We are approximately 20 million poles living abroad (one of the largest diaspora in the world!) and many of us still have strong ties with our home country. This means we also send a lot of money to Poland (almost 170 million zlotys in 2015)... but even more could arrive if we were using more efficient ways to make our international money transfers.
Whether you send money to support your family, make a gift to a close friend, or transfer money to your saving accounts in zlotys, comparing which provider will give you the best exchange rate and the lowest fees can help you save a lot on your money transfers to Poland. Use the form above to compare services for the amount you want to transfer, or read the reviews of the best rated providers below.

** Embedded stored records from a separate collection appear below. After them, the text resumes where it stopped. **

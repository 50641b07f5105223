// This Source Code Form is subject to the terms of the Mozilla Public
// License, v. 2.0. If a copy of the MPL was not distributed with this
// file, You can obtain one at http://mozilla.org/MPL/2.0/.

/*!
Useful constants and defaults.

All constants *must* be double precision. The defaults follow the usual
conventions of aperture-synthesis imaging (Högbom CLEAN, AIPS-style gridding
kernels) unless stated otherwise.
 */

pub use std::f64::consts::{FRAC_PI_2, PI, TAU};

/// The default support radius of the Gaussian-tapered sinc and
/// prolate-spheroidal kernels \[grid cells\]. This makes a 6-cell-wide kernel.
pub const DEFAULT_KERNEL_SUPPORT: f64 = 3.0;

/// The default support radius of the pillbox kernel \[grid cells\].
pub const DEFAULT_PILLBOX_SUPPORT: f64 = 0.5;

/// The number of kernel table entries per grid cell.
pub const DEFAULT_KERNEL_OVERSAMPLE: usize = 128;

/// The width of the sinc in the Gaussian-tapered sinc kernel \[grid cells\].
/// Value from AIPS (Schwab 1984).
pub const DEFAULT_SINC_WIDTH: f64 = 1.55;

/// The width of the Gaussian in the Gaussian-tapered sinc kernel \[grid
/// cells\]. Value from AIPS (Schwab 1984).
pub const DEFAULT_GAUSS_WIDTH: f64 = 2.52;

/// Grid-correction values smaller than this (relative to the value at the
/// phase centre) are clamped, so that image edges aren't amplified without
/// bound.
pub const GRID_CORRECTION_FLOOR: f64 = 1e-3;

/// Imaginary residuals (relative to the real peak) larger than this are
/// reported as a warning after an inverse transform.
pub const IMAG_RESIDUAL_WARN_FRACTION: f64 = 1e-6;

/// The CLEAN loop gain.
pub const DEFAULT_LOOP_GAIN: f64 = 0.1;

/// The CLEAN threshold as a fraction of the initial dirty-image peak.
pub const DEFAULT_CLEAN_THRESHOLD_FRACTION: f64 = 0.01;

/// The CLEAN threshold in units of the dirty-image noise, when a noise-based
/// threshold is asked for without a value.
pub const DEFAULT_CLEAN_THRESHOLD_SIGMA: f64 = 5.0;

/// The maximum number of CLEAN iterations.
pub const DEFAULT_CLEAN_MAX_ITERATIONS: usize = 1000;

/// The maximum number of MEM iterations.
pub const DEFAULT_MEM_MAX_ITERATIONS: usize = 500;

/// The number of consecutive non-improving iterations before an iterative
/// algorithm is considered stalled.
pub const DEFAULT_STALL_WINDOW: usize = 20;

/// Dirty-beam pixels above this value (relative to the peak) are used when
/// fitting the restoring beam to the main lobe. Same as CASA.
pub const BEAM_FIT_THRESHOLD: f64 = 0.35;

/// Restoring-beam FWHM used when a fit to the dirty beam isn't possible
/// \[pixels\].
pub const FALLBACK_BEAM_FWHM_PX: f64 = 2.0;

/// Restoring-beam values are computed out to this many standard deviations.
pub const RESTORING_BEAM_CUTOFF_SIGMA: f64 = 5.0;

/// The sigma cut used by the resistant mean when estimating image noise.
pub const RESISTANT_MEAN_SIGMA_CUT: f64 = 3.0;

/// The target reduced chi-squared for MEM.
pub const DEFAULT_MEM_TARGET_CHI2: f64 = 1.0;

/// MEM is converged when the reduced chi-squared is within this fraction of
/// the target.
pub const DEFAULT_MEM_TOLERANCE: f64 = 0.05;

/// The weight of the entropy term in the MEM objective.
pub const DEFAULT_MEM_ENTROPY_WEIGHT: f64 = 1.0;

/// The largest change of log-brightness allowed in the first MEM step.
pub const DEFAULT_MEM_STEP_SIZE: f64 = 0.2;

/// The largest change of log-brightness allowed in any MEM step.
pub const MEM_MAX_STEP_SIZE: f64 = 1.0;

/// If MEM stalls with a reduced chi-squared larger than this factor times the
/// target, the target is considered unreachable.
pub const DEFAULT_MEM_UNREACHABLE_FACTOR: f64 = 10.0;

/// The factor by which the MEM Lagrange multiplier changes each iteration.
pub const MEM_LAMBDA_FACTOR: f64 = 1.5;

/// The relative chi-squared improvement below which a MEM iteration counts as
/// non-improving.
pub const MEM_MIN_RELATIVE_IMPROVEMENT: f64 = 1e-4;

/// FWHM to standard deviation: 2 sqrt(2 ln 2).
pub const FWHM_FACTOR: f64 = 2.354_820_045_030_949_3;
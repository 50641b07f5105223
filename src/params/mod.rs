// This Source Code Form is subject to the terms of the Mozilla Public
// License, v. 2.0. If a copy of the MPL was not distributed with this
// file, You can obtain one at http://mozilla.org/MPL/2.0/.

//! Validated imaging parameters.
//!
//! The code here "mirrors" the code within the `args` module; `args` is
//! unparsed, user-facing code, whereas parameters have been parsed and are
//! ready to be used directly. Parameters can also be constructed directly;
//! every struct has a `validate` method that the pipeline calls before doing
//! any work.

mod error;

pub use error::ConfigError;

use std::num::NonZeroUsize;

use serde::{Deserialize, Serialize};
use strum_macros::{Display, EnumIter, EnumString};

use crate::{
    constants::*,
    gridding::{Kernel, UvTaper, Weighting},
    image::ImagingGeometry,
};

/// Everything needed to go from a visibility table to a deconvolved image.
#[derive(Debug, Clone, PartialEq, Serialize, Deserialize)]
pub struct ImagingParams {
    pub grid: GridParams,

    /// The units of the dirty image and everything derived from it.
    pub normalisation: ImageNormalisation,

    /// Append the Hermitian partner of every visibility before gridding, so
    /// that images are real.
    pub add_conjugates: bool,

    pub deconvolver: DeconvolverParams,

    /// Show progress bars while deconvolving.
    pub progress_bars: bool,
}

impl ImagingParams {
    /// Parameters with default settings for the given geometry.
    pub fn new(geometry: ImagingGeometry) -> ImagingParams {
        ImagingParams {
            grid: GridParams::new(geometry),
            normalisation: ImageNormalisation::default(),
            add_conjugates: true,
            deconvolver: DeconvolverParams::default(),
            progress_bars: false,
        }
    }

    pub fn validate(&self) -> Result<(), ConfigError> {
        self.grid.validate()?;
        self.deconvolver.validate()
    }
}

/// How visibilities are put onto a grid.
#[derive(Debug, Clone, Copy, PartialEq, Serialize, Deserialize)]
pub struct GridParams {
    pub geometry: ImagingGeometry,
    pub kernel: Kernel,

    /// The number of kernel table entries per grid cell.
    pub oversample: NonZeroUsize,

    pub weighting: Weighting,
    pub taper: UvTaper,
}

impl GridParams {
    /// Grid parameters with the default kernel, oversampling, weighting and
    /// taper.
    pub fn new(geometry: ImagingGeometry) -> GridParams {
        GridParams {
            geometry,
            kernel: Kernel::default(),
            oversample: NonZeroUsize::new(DEFAULT_KERNEL_OVERSAMPLE)
                .unwrap_or(NonZeroUsize::MIN),
            weighting: Weighting::default(),
            taper: UvTaper::default(),
        }
    }

    pub fn validate(&self) -> Result<(), ConfigError> {
        self.geometry.validate()?;
        self.kernel
            .validate(self.geometry.rows, self.geometry.cols)?;
        self.taper.validate()
    }
}

/// The units of dirty and deconvolved images.
#[derive(
    Debug,
    Clone,
    Copy,
    Default,
    PartialEq,
    Eq,
    Display,
    EnumIter,
    EnumString,
    Serialize,
    Deserialize,
)]
#[serde(rename_all = "lowercase")]
pub enum ImageNormalisation {
    /// Flux per beam: a point source of flux S at the phase centre has a
    /// dirty-image peak of S.
    #[default]
    #[strum(serialize = "beam")]
    Beam,

    /// The plain inverse transform of the weight-normalised grid, i.e. flux
    /// per beam divided by the number of pixels.
    #[strum(serialize = "transform")]
    Transform,
}

impl ImageNormalisation {
    /// The factor applied to the inverse transform of a weight-normalised
    /// grid with `num_pixels` pixels.
    pub fn scale(&self, num_pixels: usize) -> f64 {
        match self {
            ImageNormalisation::Beam => num_pixels as f64,
            ImageNormalisation::Transform => 1.0,
        }
    }
}

/// The names of the deconvolution algorithms.
#[derive(Debug, Clone, Copy, PartialEq, Eq, Display, EnumIter, EnumString, Serialize)]
#[serde(rename_all = "lowercase")]
pub enum DeconvolverType {
    #[strum(serialize = "clean")]
    Clean,

    #[strum(serialize = "mem")]
    Mem,
}

/// The deconvolution algorithm and its parameters.
#[derive(Debug, Clone, PartialEq, Serialize, Deserialize)]
#[serde(tag = "algorithm", rename_all = "lowercase")]
pub enum DeconvolverParams {
    Clean(CleanParams),
    Mem(MemParams),
}

impl Default for DeconvolverParams {
    fn default() -> Self {
        DeconvolverParams::Clean(CleanParams::default())
    }
}

impl DeconvolverParams {
    pub fn deconvolver_type(&self) -> DeconvolverType {
        match self {
            DeconvolverParams::Clean(_) => DeconvolverType::Clean,
            DeconvolverParams::Mem(_) => DeconvolverType::Mem,
        }
    }

    pub fn validate(&self) -> Result<(), ConfigError> {
        match self {
            DeconvolverParams::Clean(p) => p.validate(),
            DeconvolverParams::Mem(p) => p.validate(),
        }
    }
}

/// The names of the CLEAN threshold kinds.
#[derive(Debug, Clone, Copy, PartialEq, Eq, Display, EnumIter, EnumString)]
pub enum ThresholdType {
    #[strum(serialize = "absolute")]
    Absolute,

    #[strum(serialize = "fraction")]
    FractionOfPeak,

    #[strum(serialize = "sigma")]
    NoiseSigma,
}

/// When CLEAN stops subtracting components.
#[derive(Debug, Clone, Copy, PartialEq, Serialize, Deserialize)]
#[serde(tag = "type", content = "value", rename_all = "kebab-case")]
pub enum CleanThreshold {
    /// Stop when the largest absolute residual is at or below this value
    /// (image units).
    Absolute(f64),

    /// Stop when the largest absolute residual is at or below this fraction of
    /// the initial dirty-image peak.
    FractionOfPeak(f64),

    /// Stop when the largest absolute residual is at or below this many times
    /// the noise of the dirty image, estimated with a resistant mean.
    NoiseSigma(f64),
}

impl Default for CleanThreshold {
    fn default() -> Self {
        CleanThreshold::FractionOfPeak(DEFAULT_CLEAN_THRESHOLD_FRACTION)
    }
}

impl CleanThreshold {
    pub fn from_type(threshold_type: ThresholdType, value: f64) -> CleanThreshold {
        match threshold_type {
            ThresholdType::Absolute => CleanThreshold::Absolute(value),
            ThresholdType::FractionOfPeak => CleanThreshold::FractionOfPeak(value),
            ThresholdType::NoiseSigma => CleanThreshold::NoiseSigma(value),
        }
    }

    pub fn value(&self) -> f64 {
        match *self {
            CleanThreshold::Absolute(v)
            | CleanThreshold::FractionOfPeak(v)
            | CleanThreshold::NoiseSigma(v) => v,
        }
    }

    fn validate(&self) -> Result<(), ConfigError> {
        let v = self.value();
        if !(v.is_finite() && v > 0.0) {
            return Err(ConfigError::Threshold(v));
        }
        Ok(())
    }
}

/// The beam that CLEAN components are convolved with.
#[derive(Debug, Clone, Copy, Default, PartialEq, Serialize, Deserialize)]
#[serde(tag = "type", rename_all = "lowercase")]
pub enum RestoringBeamSpec {
    /// Fit an elliptical Gaussian to the main lobe of the dirty beam.
    #[default]
    Fit,

    /// Use this beam. FWHMs are in the units of the pixel scale; the position
    /// angle is in radians, anticlockwise from the x axis.
    Fixed { major: f64, minor: f64, pa: f64 },
}

impl RestoringBeamSpec {
    fn validate(&self) -> Result<(), ConfigError> {
        if let RestoringBeamSpec::Fixed { major, minor, pa } = *self {
            if !(major.is_finite() && minor.is_finite() && pa.is_finite())
                || minor <= 0.0
                || major < minor
            {
                return Err(ConfigError::RestoringBeam { major, minor });
            }
        }
        Ok(())
    }
}

/// Parameters for Högbom CLEAN.
#[derive(Debug, Clone, PartialEq, Serialize, Deserialize)]
pub struct CleanParams {
    /// The fraction of the peak residual subtracted each iteration.
    pub gain: f64,
    pub threshold: CleanThreshold,
    pub max_iterations: usize,

    /// Stop if the largest absolute residual doesn't decrease for this many
    /// consecutive iterations.
    pub stall_window: usize,

    pub restoring_beam: RestoringBeamSpec,
}

impl Default for CleanParams {
    fn default() -> Self {
        CleanParams {
            gain: DEFAULT_LOOP_GAIN,
            threshold: CleanThreshold::default(),
            max_iterations: DEFAULT_CLEAN_MAX_ITERATIONS,
            stall_window: DEFAULT_STALL_WINDOW,
            restoring_beam: RestoringBeamSpec::default(),
        }
    }
}

impl CleanParams {
    pub fn validate(&self) -> Result<(), ConfigError> {
        if !(self.gain > 0.0 && self.gain <= 1.0) {
            return Err(ConfigError::LoopGain(self.gain));
        }
        self.threshold.validate()?;
        if self.max_iterations == 0 {
            return Err(ConfigError::ZeroIterations);
        }
        if self.stall_window == 0 {
            return Err(ConfigError::ZeroStallWindow);
        }
        self.restoring_beam.validate()
    }
}

/// Parameters for the maximum-entropy method.
#[derive(Debug, Clone, PartialEq, Serialize, Deserialize)]
pub struct MemParams {
    /// The reduced chi-squared to aim for.
    pub target_chi2: f64,

    /// Converged when |chi2 - target| <= tolerance * target.
    pub tolerance: f64,

    /// The weight of the entropy term in the objective.
    pub entropy_weight: f64,

    /// The largest change of log-brightness allowed in the first step.
    pub step_size: f64,

    pub max_iterations: usize,

    /// Stop if the best chi-squared hasn't improved for this many iterations.
    pub stall_window: usize,

    /// A stall with chi-squared above this many times the target means the
    /// target is unreachable.
    pub unreachable_factor: f64,
}

impl Default for MemParams {
    fn default() -> Self {
        MemParams {
            target_chi2: DEFAULT_MEM_TARGET_CHI2,
            tolerance: DEFAULT_MEM_TOLERANCE,
            entropy_weight: DEFAULT_MEM_ENTROPY_WEIGHT,
            step_size: DEFAULT_MEM_STEP_SIZE,
            max_iterations: DEFAULT_MEM_MAX_ITERATIONS,
            stall_window: DEFAULT_STALL_WINDOW,
            unreachable_factor: DEFAULT_MEM_UNREACHABLE_FACTOR,
        }
    }
}

impl MemParams {
    pub fn validate(&self) -> Result<(), ConfigError> {
        if !(self.target_chi2.is_finite() && self.target_chi2 > 0.0) {
            return Err(ConfigError::TargetChi2(self.target_chi2));
        }
        if !(self.tolerance > 0.0 && self.tolerance < 1.0) {
            return Err(ConfigError::Tolerance(self.tolerance));
        }
        if !(self.entropy_weight.is_finite() && self.entropy_weight > 0.0) {
            return Err(ConfigError::EntropyWeight(self.entropy_weight));
        }
        if !(self.step_size > 0.0 && self.step_size <= MEM_MAX_STEP_SIZE) {
            return Err(ConfigError::StepSize(self.step_size));
        }
        if self.max_iterations == 0 {
            return Err(ConfigError::ZeroIterations);
        }
        if self.stall_window == 0 {
            return Err(ConfigError::ZeroStallWindow);
        }
        if !(self.unreachable_factor.is_finite() && self.unreachable_factor >= 1.0) {
            return Err(ConfigError::UnreachableFactor(self.unreachable_factor));
        }
        Ok(())
    }
}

You have many options to send money to Poland. As a general rule, there will always be a cheaper alternative to making a simple international bank transfer. Banks may have low fees, but they generally take a big margin on the exchange rate when converting your money into PLN. Hidden intermediary bank fees can sometimes also apply.
In the recent years, many new providers have emerged on the market, taking advantage of the possibilities offered by online technology to offer much cheaper money transfer services. Companies like Xendpay or TransferWise (website not translated in Polish) will even give you the mid-market exchange rate (also know as the interbank exchange rate) when converting your money, while applying transparent and low transfer fees. Other companies such as TransferGo or CurrencyFair also offer very competitive pricing depending on how much you need to send.
Some money transfer operators are specialised in money transfers to Poland and neighbouring countries, such as EasySend, England.pl, Sami Swoi, Minutka, Funcik or Opal Transfer, with the advantage that all their websites are not only translated in Polish, but their customer support will also speak Polish.
If you don’t want to send money to a bank account in Poland, but would rather have the money be picked up in cash at an agent location or received on a mobile wallet, you should try Azimo, WorldRemit, or Western Union, who offer a wide variety of pay-out options.
Should you need to send a very large amount of money to Poland (e.g. more than 50,000 zlotys), then you will get the best deals by using a foreign exchange company such as Currency Solutions, OFX, The FX Firm or World First.
Banks in Poland all use the IBAN system to identify bank accounts and facilitate transfers from abroad. This means in most cases, you won’t need to have the SWIFT/BIC information of the recipient’s bank account.
With most of the providers we compare on Monito, the only information you will need from the recipient to make a transfer is their full name and IBAN number.
While not yet in the Eurozone, Poland is also part of SEPA (Single Euro Payment Area), which facilitates EUR-EUR transfers if you have a bank account in Euro in Poland.
There are around 70 banks operating in Poland. As a general rule, all the banks and providers on Monito will be able to send money to all banks in Poland.
If you use one of the money transfer providers we recommend on our platform, the transfers to the recipient’s bank will be a local transfer (unless stated otherwise), meaning no fees will be applied by the receiving bank. In the contrary, if you make a direct bank transfer (which we do not recommend) using the “share cost” option (SHA), the receiving bank will generally charge you additional fees.
More than one out of thee Poles lives outside Poland, an astonishing proportion that makes the Polish Diaspora one of the largest in the world.The Polish diaspora (also called the Polonia) is one of the most dispersed around the world. Poles represent more than 2% of the population of more than 10 countries. The largest communities of people with Polish ancestry are found in the United States (Chicago is the largest Polish city after Warsaw!), Brazil, Germany, the United Kingdom, and France.
Poles have emigrated throughout the last centuries, they were for example well represented among the first waves of emigration to the US. In recent history, since Poland joined the European Union and the Schengen Area in 2004, an important number of (mainly young) people in search of better work and career opportunities migrated within the EU. Many of this new generation of Poles are now working in the United Kingdom, Germany, France or Ireland, representing a population of 2 million people.
In Poland, almost 70% of the people have a family member or a close friend who lives abroad. Many of these people receive remittances from their relatives.